I know a man in his fifties who only likes young Filipino women. Nobody his age would want him, because he is poorly established and immature. The young Filipinas don't know any better.


----------



## CandieGirl (Apr 27, 2011)

A lot of men like Asian women, because they are often (not always) very easy to control. 

I know a man in his fifties who only likes young Filipino women. Nobody his age would want him, because he is poorly established and immature. The young Filipinas don't know any better.[/QUOTE]

:lol::iagree::rofl:


----------



## sweetytweety (Jun 22, 2011)

i married a man that is older than my mother we met online too but,were both happy were both inlove,.just a lil advice even though you might be older than me; just be on his like he is to you!,,just tell him this lots of girl wanna come here to scam people so beware of that!


----------



## that_girl (Jul 6, 2011)

My uncle is 55 and he moved to the phillipines to marry a 19 year old girl...woman..

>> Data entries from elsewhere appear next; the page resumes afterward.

//! Directory listing capability used by the repository walk.
//!
//! The scanner never touches the filesystem directly; it asks a
//! [`DirectoryLister`] for the entries of one directory at a time. This keeps
//! the walk itself testable against the in-memory [`MemoryLister`].

use std::collections::{BTreeMap, BTreeSet};
use std::ffi::OsString;
use std::io;
use std::path::{Path, PathBuf};
use tracing::debug;
use walkdir::WalkDir;

/// One child of a listed directory.
#[derive(Debug, Clone, PartialEq, Eq)]
pub struct DirEntryInfo {
    /// File name of the entry.
    pub name: OsString,
    /// Full path of the entry.
    pub path: PathBuf,
    /// Whether the entry is a directory that may be descended into.
    pub is_dir: bool,
}

/// Lists the direct children of a directory.
pub trait DirectoryLister: Send + Sync {
    /// Returns the entries of `dir`, sorted by file name.
    ///
    /// # Errors
    ///
    /// Returns an error when `dir` does not exist, is not a directory, or
    /// cannot be read.
    fn list(&self, dir: &Path) -> io::Result<Vec<DirEntryInfo>>;

    /// Identity of the directory behind `dir`.
    ///
    /// Two paths with the same identity are the same directory; the walk
    /// visits each identity once. Defaults to the path itself.
    fn identity(&self, dir: &Path) -> PathBuf {
        dir.to_path_buf()
    }
}

/// [`DirectoryLister`] over the real filesystem, built on `walkdir`.
#[derive(Debug, Clone, Copy, Default)]
pub struct OsLister {
    follow_symlinks: bool,
}

impl OsLister {
    /// Creates a lister; symlinked directories count as directories only
    /// when `follow_symlinks` is set.
    pub fn new(follow_symlinks: bool) -> Self {
        Self { follow_symlinks }
    }
}

impl DirectoryLister for OsLister {
    fn list(&self, dir: &Path) -> io::Result<Vec<DirEntryInfo>> {
        if !std::fs::metadata(dir)?.is_dir() {
            return Err(io::Error::new(io::ErrorKind::Other, "not a directory"));
        }

        let walker = WalkDir::new(dir)
            .min_depth(1)
            .max_depth(1)
            .follow_links(self.follow_symlinks)
            .sort_by_file_name();

        let mut entries = Vec::new();
        for entry in walker {
            let entry = match entry {
                Ok(e) => e,
                // Opening `dir` itself failed: the whole listing fails.
                Err(e) if e.depth() == 0 => return Err(e.into()),
                // A single child could not be resolved (broken link, loop).
                Err(e) => {
                    debug!(error = %e, "skipping entry");
                    continue;
                }
            };
            entries.push(DirEntryInfo {
                name: entry.file_name().to_os_string(),
                path: entry.path().to_path_buf(),
                is_dir: entry.file_type().is_dir(),
            });
        }

        Ok(entries)
    }

    /// Resolves links when they are followed, so a link back to an
    /// ancestor maps onto a directory that was already visited.
    fn identity(&self, dir: &Path) -> PathBuf {
        if self.follow_symlinks {
            std::fs::canonicalize(dir).unwrap_or_else(|_| dir.to_path_buf())
        } else {
            dir.to_path_buf()
        }
    }
}

/// In-memory directory tree.
///
/// # Example
///
/// ```
/// use git_projects_report::fs::{DirectoryLister, MemoryLister};
/// use std::path::Path;
///
/// let fs = MemoryLister::new()
///     .with_dir("/data/repoA/.git")
///     .with_file("/data/notes.txt");
/// let names: Vec<_> = fs
///     .list(Path::new("/data"))
///     .unwrap()
///     .into_iter()
///     .map(|e| e.name)
///     .collect();
/// assert_eq!(names, ["notes.txt", "repoA"]);
/// ```
#[derive(Debug, Clone, Default)]
pub struct MemoryLister {
    dirs: BTreeMap<PathBuf, BTreeMap<OsString, bool>>,
    denied: BTreeSet<PathBuf>,
}

impl MemoryLister {
    /// Creates an empty tree.
    pub fn new() -> Self {
        Self::default()
    }

    /// Adds `path` and all of its ancestors as directories.
    pub fn with_dir(mut self, path: impl AsRef<Path>) -> Self {
        self.insert_dir(path.as_ref());
        self
    }

    /// Adds a regular file, creating its parent directories.
    pub fn with_file(mut self, path: impl AsRef<Path>) -> Self {
        let path = path.as_ref();
        if let (Some(parent), Some(name)) = (path.parent(), path.file_name()) {
            self.insert_dir(parent);
            self.dirs
                .entry(parent.to_path_buf())
                .or_default()
                .entry(name.to_os_string())
                .or_insert(false);
        }
        self
    }

    /// Makes listing `path` fail with `PermissionDenied`.
    pub fn with_denied(mut self, path: impl AsRef<Path>) -> Self {
        self.insert_dir(path.as_ref());
        self.denied.insert(path.as_ref().to_path_buf());
        self
    }

    fn insert_dir(&mut self, path: &Path) {
        self.dirs.entry(path.to_path_buf()).or_default();
        if let (Some(parent), Some(name)) = (path.parent(), path.file_name()) {
            self.dirs
                .entry(parent.to_path_buf())
                .or_default()
                .insert(name.to_os_string(), true);
            self.insert_dir(parent);
        }
    }
}

impl DirectoryLister for MemoryLister {
    fn list(&self, dir: &Path) -> io::Result<Vec<DirEntryInfo>> {
        if self.denied.contains(dir) {
            return Err(io::Error::new(
                io::ErrorKind::PermissionDenied,
                "permission denied",
            ));
        }
        let children = self
            .dirs
            .get(dir)
            .ok_or_else(|| io::Error::new(io::ErrorKind::NotFound, "no such directory"))?;
        Ok(children
            .iter()
            .map(|(name, is_dir)| DirEntryInfo {
                name: name.clone(),
                path: dir.join(name),
                is_dir: *is_dir,
            })
            .collect())
    }
}

#[cfg(test)]
mod tests {
    use super::*;
    use std::fs;
    use tempfile::TempDir;

    fn names(entries: &[DirEntryInfo]) -> Vec<String> {
        entries
            .iter()
            .map(|e| e.name.to_string_lossy().into_owned())
            .collect()
    }

    #[test]
    fn test_os_lister_sorted_and_typed() {
        let temp = TempDir::new().unwrap();
        fs::create_dir(temp.path().join("zeta")).unwrap();
        fs::create_dir(temp.path().join(".git")).unwrap();
        fs::write(temp.path().join("alpha.txt"), "x").unwrap();

        let entries = OsLister::new(false).list(temp.path()).unwrap();
        assert_eq!(names(&entries), [".git", "alpha.txt", "zeta"]);
        assert!(entries[0].is_dir);
        assert!(!entries[1].is_dir);
        assert_eq!(entries[2].path, temp.path().join("zeta"));
    }

    #[test]
    fn test_os_lister_missing_dir() {
        let temp = TempDir::new().unwrap();
        let err = OsLister::default()
            .list(&temp.path().join("missing"))
            .unwrap_err();
        assert_eq!(err.kind(), io::ErrorKind::NotFound);
    }

    #[test]
    fn test_os_lister_rejects_file() {
        let temp = TempDir::new().unwrap();
        let file = temp.path().join("file.txt");
        fs::write(&file, "x").unwrap();
        assert!(OsLister::default().list(&file).is_err());
    }

    #[cfg(unix)]
    #[test]
    fn test_os_lister_symlinks() {
        let temp = TempDir::new().unwrap();
        fs::create_dir(temp.path().join("real")).unwrap();
        std::os::unix::fs::symlink(temp.path().join("real"), temp.path().join("link")).unwrap();

        let entries = OsLister::new(false).list(temp.path()).unwrap();
        let link = entries.iter().find(|e| e.name == "link").unwrap();
        assert!(!link.is_dir);

        let entries = OsLister::new(true).list(temp.path()).unwrap();
        let link = entries.iter().find(|e| e.name == "link").unwrap();
        assert!(link.is_dir);
    }

    #[cfg(unix)]
    #[test]
    fn test_os_lister_identity_resolves_links_when_followed() {
        let temp = TempDir::new().unwrap();
        let real = temp.path().join("real");
        fs::create_dir(&real).unwrap();
        std::os::unix::fs::symlink(&real, temp.path().join("link")).unwrap();

        let link = temp.path().join("link");
        assert_eq!(OsLister::new(true).identity(&link), fs::canonicalize(&real).unwrap());
        assert_eq!(OsLister::new(false).identity(&link), link);
    }

    #[test]
    fn test_memory_lister_tree() {
        let fs = MemoryLister::new()
            .with_dir("/data/repoA/.git")
            .with_dir("/data/repoB/src")
            .with_file("/data/repoB/README.md");

        assert_eq!(names(&fs.list(Path::new("/data")).unwrap()), ["repoA", "repoB"]);
        let repo_b = fs.list(Path::new("/data/repoB")).unwrap();
        assert_eq!(names(&repo_b), ["README.md", "src"]);
        assert!(!repo_b[0].is_dir);
        assert!(fs.list(Path::new("/data/repoA/.git")).unwrap().is_empty());
    }

    #[test]
    fn test_memory_lister_errors() {
        let fs = MemoryLister::new().with_denied("/locked");
        assert_eq!(
            fs.list(Path::new("/locked")).unwrap_err().kind(),
            io::ErrorKind::PermissionDenied
        );
        assert_eq!(
            fs.list(Path::new("/nowhere")).unwrap_err().kind(),
            io::ErrorKind::NotFound
        );
    }
}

They have a 2 year old now (it's been 5 years)...but...yuck.


----------



## Jellybeans (Mar 8, 2011)

^ Yeah that's a bit much, IMO.


----------



## RandomDude (Dec 18, 2010)

uhaul4mybaggage said:


> Not your job. Did he ask you to help? Maybe he likes "shopping" more than "buying." I know I do. Fewer bills to pay later.


That's what he said :rofl:
But he was joking really, and he ended up quite heartbroken after the recent drama.

Me: "Dad! You're being scammed! After 2 years they get their visa and off they go"
Dad: "Even better! I can enjoy for 2 years each time then they ****** off so I can enjoy a new one!"
:rofl:

Funny but not so funny in reality.


----------



## that_girl (Jul 6, 2011)

Jellybeans said:


> ^ Yeah that's a bit much, IMO.


A BIT much!? :rofl: It's disgusting and completely destroyed my mother's side of the family. My uncle is a pitiful man.


----------